* YOUR TASK
Could you copy, exactly as written, every line from the first line of the records through the one containing "influence each other."?
DATA SHOWN Block Start
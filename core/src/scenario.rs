//! Scenario selection and random-event rolling.
//!
//! Both functions are deterministic given their RNG stream: daily cards
//! draw from the `-cards-{date}` stream, events from `-events-{date}`, so
//! draws for unrelated purposes never influence each other.

use crate::cards::DecisionCardTemplate;
use crate::config::EventCurve;
use crate::rng::GameRng;
use crate::types::Cents;
use serde::{Deserialize, Serialize};

/// Player context the card selector filters against.
#[derive(Debug, Clone)]
pub struct ScenarioContext {
    pub persona: String,
    pub level: u32,
    /// Template ids presented in the last 7 days — excluded from selection.
    pub recent_template_ids: Vec<String>,
    pub recent_categories: Vec<String>,
}

/// Filter eligible templates, then weighted-sample without replacement.
/// Returns up to `count` templates (fewer when the eligible pool is
/// smaller).
pub fn select_daily_scenarios<'a>(
    rng: &mut GameRng,
    candidates: &'a [DecisionCardTemplate],
    ctx: &ScenarioContext,
    count: usize,
) -> Vec<&'a DecisionCardTemplate> {
    let mut pool: Vec<&DecisionCardTemplate> = candidates
        .iter()
        .filter(|t| t.applies_to(&ctx.persona, ctx.level))
        .filter(|t| !ctx.recent_template_ids.iter().any(|id| id == &t.template_id))
        .collect();

    let mut picked = Vec::with_capacity(count);
    while picked.len() < count && !pool.is_empty() {
        let weights: Vec<f64> = pool.iter().map(|t| t.frequency_weight).collect();
        let Some(idx) = rng.weighted_index(&weights) else {
            break;
        };
        picked.push(pool.swap_remove(idx));
    }
    picked
}

/// The event kinds the daily roll can produce.
#[derive(Debug, Clone, Copy, Serialize, Deserialize, PartialEq, Eq)]
#[serde(rename_all = "snake_case")]
pub enum EventKind {
    MarketCrash,
    Promotion,
    RentHike,
    UtilityHike,
    JobLoss,
    MedicalEmergency,
    CarRepair,
    HomeRepair,
    Windfall,
    UnexpectedExpense,
}

impl EventKind {
    pub fn as_str(&self) -> &'static str {
        match self {
            Self::MarketCrash => "market_crash",
            Self::Promotion => "promotion",
            Self::RentHike => "rent_hike",
            Self::UtilityHike => "utility_hike",
            Self::JobLoss => "job_loss",
            Self::MedicalEmergency => "medical_emergency",
            Self::CarRepair => "car_repair",
            Self::HomeRepair => "home_repair",
            Self::Windfall => "windfall",
            Self::UnexpectedExpense => "unexpected_expense",
        }
    }

    /// Kinds whose effect is a percentage, not a flat posting.
    pub fn is_percentage(&self) -> bool {
        matches!(
            self,
            Self::MarketCrash | Self::Promotion | Self::RentHike | Self::UtilityHike
        )
    }
}

/// Everything the roll needs to modulate per-kind probabilities.
#[derive(Debug, Clone)]
pub struct EventRollContext {
    pub difficulty_event_multiplier: f64,
    pub persona: String,
    pub level: u32,
    pub monthly_income: Cents,
    pub is_month_end: bool,
    pub is_quarter_end: bool,
}

/// One event the daily roll produced, before injection.
#[derive(Debug, Clone, Serialize, Deserialize)]
pub struct TriggeredEvent {
    pub kind: EventKind,
    pub category: String,
    /// Flat cents for posting kinds; ignored for percentage kinds.
    pub amount: Cents,
    /// Filled for percentage kinds (0.08 = 8%).
    pub percent: Option<f64>,
    pub is_positive: bool,
    pub insurance_type: Option<String>,
    pub requires_decision: bool,
    pub happiness_delta: i64,
    pub description: String,
}

/// Roll every configured curve once for the day.
///
/// Draw order is fixed by the curve table order; each curve consumes a
/// probability draw and, on trigger, an amount draw. Month/quarter-end
/// boosts multiply the base probability for curves that opt in.
pub fn roll_daily_events(
    rng: &mut GameRng,
    curves: &[EventCurve],
    ctx: &EventRollContext,
) -> Vec<TriggeredEvent> {
    let mut triggered = Vec::new();
    for curve in curves {
        if ctx.level < curve.min_level {
            continue;
        }
        if !curve.persona_tags.is_empty() && !curve.persona_tags.iter().any(|p| p == &ctx.persona) {
            continue;
        }

        let mut p = curve.base_probability * ctx.difficulty_event_multiplier;
        if ctx.is_month_end {
            p *= curve.month_end_boost;
        }
        if ctx.is_quarter_end {
            p *= curve.quarter_end_boost;
        }
        if !rng.chance(p.clamp(0.0, 1.0)) {
            continue;
        }

        let (amount, percent) = if curve.kind.is_percentage() {
            let span = (curve.max_percent - curve.min_percent).max(0.0);
            (0, Some(curve.min_percent + rng.next_f64() * span))
        } else {
            let amount = if ctx.monthly_income > 0 {
                let lo = (ctx.monthly_income as f64 * curve.min_income_frac).round() as i64;
                let hi = (ctx.monthly_income as f64 * curve.max_income_frac).round() as i64;
                rng.range_i64(lo.min(hi).max(1), hi.max(lo).max(1))
            } else {
                rng.range_i64(curve.fallback_amount / 2, curve.fallback_amount.max(1))
            };
            (amount, None)
        };

        triggered.push(TriggeredEvent {
            kind: curve.kind,
            category: curve.category.clone(),
            amount,
            percent,
            is_positive: curve.is_positive,
            insurance_type: curve.insurance_type.clone(),
            requires_decision: curve.requires_decision,
            happiness_delta: curve.happiness_delta,
            description: curve.description.clone(),
        });
    }
    triggered
}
DATA SHOWN Block End
* WRITTEN ANSWER
filename core/src/scenario.rs
//! Scenario selection and random-event rolling.
//!
//! Both functions are deterministic given their RNG stream: daily cards
//! draw from the `-cards-{date}` stream, events from `-events-{date}`, so
//! draws for unrelated purposes never influence each other.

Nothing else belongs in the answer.